Sounds like an extra-wide load of sentimental claptrap to me. It must have taken an almost debilitating case of nostalgia to make anyone think of the demure little European Robin when they first saw this great boisterous ground-loving thrush. The decidedly chat-like Eastern Bluebird, yes, similar to Erithacus in posture, in plumage, and even, if your ears haven’t been home for a good long time, in vocal tone.

But American Robin? No way. There was no need for the first European Americans to reach for so far-fetched a comparison when they had plenty of experience of obviously more similar thrushes at home. American Robin calls like a European Blackbird (see Audubon), sings like a Song Thrush (see Swainson), acts like a Fieldfare, and for all I know, probably tastes like a Mistle Thrush. So what did they really call this spectacular new bird?

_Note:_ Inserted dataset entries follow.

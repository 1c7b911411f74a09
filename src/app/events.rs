//! App-Intent Events.
//! Intents sind Eingaben aus UI/System ohne direkte Mutationslogik.

use glam::Vec2;

#[derive(Debug, Clone, Copy, PartialEq)]
pub enum AppIntent {
    /// Viewport-Größe hat sich geändert (wird jedes Frame gemeldet)
    ViewportResized { size: Vec2 },
    /// Zeiger wurde bewegt (Position in lokalen Viewport-Koordinaten)
    PointerMoved { pos: Vec2 },
    /// Anwendung beenden
    ExitRequested,
}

A definitive answer–or more likely answers, given that birds as conspicuous as this almost always have a number of names–is to be had only after a thorough review of all the earliest lists of North American birds and other natural historical sources of the sixteenth and seventeenth centuries; if you’ve got the time, I’ve got the ear. But even just sitting here at my desk, with the OED and the AOU Check-list at hand, I can start it off. And I think I can see where it’s going.

The earliest attestation of “robin” in reference to the bird we know as Turdus migratorius is from 1798–and tellingly enough from an English, not an American, publication. Not for another decade would an American source adopt the name; Alexander Wilson cited the “robin” as an early singer. But Bartram, a generation before Wilson, called the bird “field fare,” and so in the 1730s did Catesby, whose well-known painting of a robin lying dead on its back atop a stump is labeled “The Fieldfare of Carolina.” This painting of a “fieldfare” was the source for Linnaeus when in 1766 he described and named Turdus migratorius.

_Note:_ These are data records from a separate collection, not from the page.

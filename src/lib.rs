//! Kinetic Curve Library.
//! Core-Funktionalität als Library exportiert für Tests und Wiederverwendung.

pub mod app;
pub mod core;
pub mod render;
pub mod shared;
pub mod ui;

pub use app::{AppController, AppIntent, SceneState};
pub use core::{cubic_bezier, cubic_bezier_tangent, mirror_through, sample_curve, DynamicPoint};
//! UI-Layer: Input-Handling (egui → AppIntent).

pub mod input;

pub use input::InputState;
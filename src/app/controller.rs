//! Application Controller für zentrale Event-Verarbeitung.

use super::{AppIntent, SceneState};

/// Orchestriert UI-Events auf den SceneState.
#[derive(Default)]
pub struct AppController;

impl AppController {
    /// Erstellt einen neuen Controller.
    pub fn new() -> Self {
        Self
    }

    /// Verarbeitet einen Intent durch Mutation des SceneState.
    ///
    /// Intent-Handler schreiben ausschließlich kleine Werte-Typen; Physik
    /// und Zeichnen passieren getrennt davon im Frame-Ablauf.
    pub fn handle_intent(&mut self, state: &mut SceneState, intent: AppIntent) -> anyhow::Result<()> {
        match intent {
            AppIntent::ViewportResized { size } => state.set_viewport_size(size),
            AppIntent::PointerMoved { pos } => state.pointer_moved(pos),
            AppIntent::ExitRequested => {
                log::info!("Beenden angefordert");
                state.should_exit = true;
            }
        }

        Ok(())
    }
}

Without digging a bit deeper, I won’t suggest that no one before 1798 ever called our red-breasted thrush (Swainson’s name for it) a “robin,” but even the few historical milestones set down in the OED and the Check-list suggest strongly that at least until the turn of the 19th century “fieldfare” was a common and familiar name for this common and familiar bird. It’s also a much more sensible, much more logical name than “robin,” and I suspect that a little more research will show that the latter was imposed on the bird much later than the former. “Robin” for Turdus migratorius will turn out to be a contrived name, a “book name,” that displaced the real name, the folk name, “fieldfare,” some time in the late 18th century.